【プロ野球】球宴ファン投票1位。いま斎藤佑樹は何を求められているのか?
オールスターファン投票1位で選出された斎藤佑樹 博多の夜。
五島サバを肴に、野球談義に花が咲く。サバは炙ってよし、胡麻で和えてよし、もちろん泳がせておいて新鮮なうちに捌くのもよし。素材のよさに包丁人の腕が冴える。
話題の中心は、斎藤佑樹だ。
プロに入って初めてナマで彼のピッチングを見たというマンガ編集者が炙ったサバを喰いながら、大声を上げる。
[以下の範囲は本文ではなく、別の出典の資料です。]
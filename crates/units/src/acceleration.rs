use serde::{Deserialize, Serialize};

/// Standard surface acceleration of the Earth in cm/s²
pub const EARTH_ACCELERATION: f64 = 980.7;

/// An acceleration in cm/s²
///
/// ```rust
/// use units::Acceleration;
///
/// let g = Acceleration::from_earth_gravities(1.0);
/// assert_eq!(g.to_cm_per_sec2(), 980.7);
/// ```
#[derive(Debug, Clone, Copy, PartialEq, PartialOrd, Serialize, Deserialize)]
#[serde(transparent)]
pub struct Acceleration(f64); // Base unit: cm/s²

impl Acceleration {
    pub fn from_cm_per_sec2(value: f64) -> Self {
        Self(value)
    }

    pub fn from_earth_gravities(value: f64) -> Self {
        Self(value * EARTH_ACCELERATION)
    }

    pub fn to_cm_per_sec2(&self) -> f64 {
        self.0
    }

    /// Multiples of the Earth's surface gravity
    pub fn to_earth_gravities(&self) -> f64 {
        self.0 / EARTH_ACCELERATION
    }
}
「甲子園での斎藤は、もっと力で相手をねじ伏せる真っすぐを投げていたじゃないか」
ああ、そうだったかな。
間髪入れず、胡麻サバを頬張って続ける。
「あんなふうに相手をかわそうとするピッチングじゃ、オーラをまったく感じない」
確かにそういうふうにも見えるかな。
ついさっきまで泳いでいたサバよりも勢いよく、泳ぎサバの刺身に山葵(わさび)をたっぷりつけて、こう吠えた。
「今日、見たのは斎藤佑樹じゃないっ」
いやいや、もちろんこの編集者が見たのは紛れもなく、斎藤佑樹である。彼の記憶の中に刻まれている斎藤がどんなピッチャーなのか、だいたい想像はつくが、その活きのよさは18歳ならではのバランスがもたらしたものだ。今の斎藤も、23歳ならではのバランスで、力のある真っすぐを投げ込み、相手をねじ伏せようとしている。もちろん、かわそうという意識も持っていない。